KestrelPro Flyer Japan IT Week 2024 (English)Data Analytics Company - 47Billion Inc.

Eni 2024 1Q Results - 24.04.24 business.Eni

Mondelez State of Snacking and Future Trends 2023Neil Kimberley

Grateful 7 speech thanking everyone that has helped.pdfPaul Menig

Kürzlich hochgeladen (20)

M.C Lodges -- Guest House in Jhang.

Monthly Social Media Update April 2024 pptx.pptx

VIP Kolkata Call Girl Howrah 👉 8250192130 Available With Room

Call Girls In DLf Gurgaon ➥99902@11544 ( Best price)100% Genuine Escort In 24...

0183760ssssssssssssssssssssssssssss00101011 (27).pdf

Call Girls Navi Mumbai Just Call 9907093804 Top Class Call Girl Service Avail...

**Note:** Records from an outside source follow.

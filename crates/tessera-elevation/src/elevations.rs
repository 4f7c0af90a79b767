//! Point-in-time sets of resident tiles covering a region.

use std::sync::Arc;

use tessera_geo::{Angle, Sector};

use crate::tile::ElevationTile;

/// The tiles resident for a region when it was queried.
///
/// Holds its own references to the tiles, so later cache eviction does not
/// affect it. Tiles are ordered finest level first and lookups use the first
/// tile containing the location.
#[derive(Debug, Clone)]
pub struct Elevations {
    sector: Sector,
    target_level: usize,
    tiles: Vec<Arc<ElevationTile>>,
    complete: bool,
    missing_data_signal: f64,
    extremes: (f64, f64),
}

impl Elevations {
    pub(crate) fn new(
        sector: Sector,
        target_level: usize,
        mut tiles: Vec<Arc<ElevationTile>>,
        complete: bool,
        missing_data_signal: f64,
        extremes: (f64, f64),
    ) -> Self {
        tiles.sort_by(|a, b| b.key().level().cmp(&a.key().level()).then_with(|| a.key().cmp(b.key())));
        Self {
            sector,
            target_level,
            tiles,
            complete,
            missing_data_signal,
            extremes,
        }
    }

    /// The queried region, clipped to the model's coverage.
    #[must_use]
    pub fn sector(&self) -> &Sector {
        &self.sector
    }

    #[must_use]
    pub fn target_level(&self) -> usize {
        self.target_level
    }

    /// Tiles in lookup order.
    #[must_use]
    pub fn tiles(&self) -> &[Arc<ElevationTile>] {
        &self.tiles
    }

    #[must_use]
    pub fn len(&self) -> usize {
        self.tiles.len()
    }

    #[must_use]
    pub fn is_empty(&self) -> bool {
        self.tiles.is_empty()
    }

    /// True when every tile at the target level was resident.
    #[must_use]
    pub fn is_complete(&self) -> bool {
        self.complete
    }

    /// `(min, max)` elevation bounds for the region.
    #[must_use]
    pub fn extremes(&self) -> (f64, f64) {
        self.extremes
    }

    #[must_use]
    pub fn missing_data_signal(&self) -> f64 {
        self.missing_data_signal
    }

    /// Finest level among the held tiles.
    #[must_use]
    pub fn finest_level(&self) -> Option<usize> {
        self.tiles.first().map(|t| t.key().level())
    }

    /// Bilinear elevation from the finest tile containing the location,
    /// or the missing-data signal when no held tile covers it.
    #[must_use]
    pub fn elevation(&self, latitude: Angle, longitude: Angle) -> f64 {
        self.tiles
            .iter()
            .find(|tile| tile.sector().contains(latitude, longitude))
            .map_or(self.missing_data_signal, |tile| {
                tile.look_up_elevation(latitude, longitude)
            })
    }
}

#[cfg(test)]
mod tests {
    use super::*;
    use crate::level::{LevelSet, LevelSetParams};
    use crate::tile::{Tile, TileKey};
    use tessera_geo::LatLon;

    const MISSING: f64 = -32768.0;

    fn flat_tile(levels: &LevelSet, level: usize, row: i32, col: i32, value: f32) -> Arc<ElevationTile> {
        let key = TileKey::new(level, row, col, Arc::from("Earth/Test"));
        let tile = Tile::new(key, levels).unwrap();
        let count = tile.width() * tile.height();
        Arc::new(ElevationTile::from_samples(tile, vec![value; count], MISSING).unwrap())
    }

    fn levels() -> LevelSet {
        let mut params = LevelSetParams::new("Earth/Test", LatLon::from_degrees(90.0, 90.0), 3);
        params.tile_width = 4;
        params.tile_height = 4;
        LevelSet::new(&params).unwrap()
    }

    #[test]
    fn test_finest_tile_wins() {
        let levels = levels();
        let coarse = flat_tile(&levels, 0, 1, 2, 100.0);
        let fine = flat_tile(&levels, 1, 2, 4, 200.0);
        let elevations = Elevations::new(
            Sector::from_degrees(0.0, 90.0, 0.0, 90.0),
            1,
            vec![Arc::clone(&coarse), fine],
            false,
            MISSING,
            (0.0, 1000.0),
        );

        assert_eq!(elevations.finest_level(), Some(1));
        assert_eq!(elevations.len(), 2);
        // Level 1 tile (2, 4) spans [0, 45] x [0, 45].
        let e = elevations.elevation(Angle::from_degrees(10.0), Angle::from_degrees(10.0));
        assert!((e - 200.0).abs() < 1e-9);
        // Outside the fine tile only the coarse one applies.
        let e = elevations.elevation(Angle::from_degrees(60.0), Angle::from_degrees(60.0));
        assert!((e - 100.0).abs() < 1e-9);
        // Nothing covers the southern hemisphere.
        let e = elevations.elevation(Angle::from_degrees(-10.0), Angle::from_degrees(10.0));
        assert!((e - MISSING).abs() < f64::EPSILON);
    }

    #[test]
    fn test_snapshot_keeps_tiles_alive() {
        let levels = levels();
        let tile = flat_tile(&levels, 0, 0, 0, 5.0);
        let elevations = Elevations::new(
            *tile.sector(),
            0,
            vec![Arc::clone(&tile)],
            true,
            MISSING,
            (0.0, 0.0),
        );
        drop(tile);
        assert!(elevations.is_complete());
        let e = elevations.elevation(Angle::from_degrees(-45.0), Angle::from_degrees(-135.0));
        assert!((e - 5.0).abs() < 1e-9);
    }
}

It will be International Nurses' Day on 12 May

Catalogue ONG NUOC PPR DE NHAT .pdf

VIP Call Girls In Saharaganj ( Lucknow ) 🔝 8923113531 🔝 Cash Payment (COD) 👒

MONA 98765-12871 CALL GIRLS IN LUDHIANA LUDHIANA CALL GIRL

Best Practices for Implementing an External Recruiting Partnership

Call Girls in Gomti Nagar - 7388211116 - With room Service

Insurers' journeys to build a mastery in the IoT usage

BEST ✨ Call Girls In Indirapuram Ghaziabad ✔️ 9871031762 ✔️ Escorts Service...

Sales & Marketing Alignment: How to Synergize for Success

Call Girls Pune Just Call 9907093804 Top Class Call Girl Service Available

KestrelPro Flyer Japan IT Week 2024 (English)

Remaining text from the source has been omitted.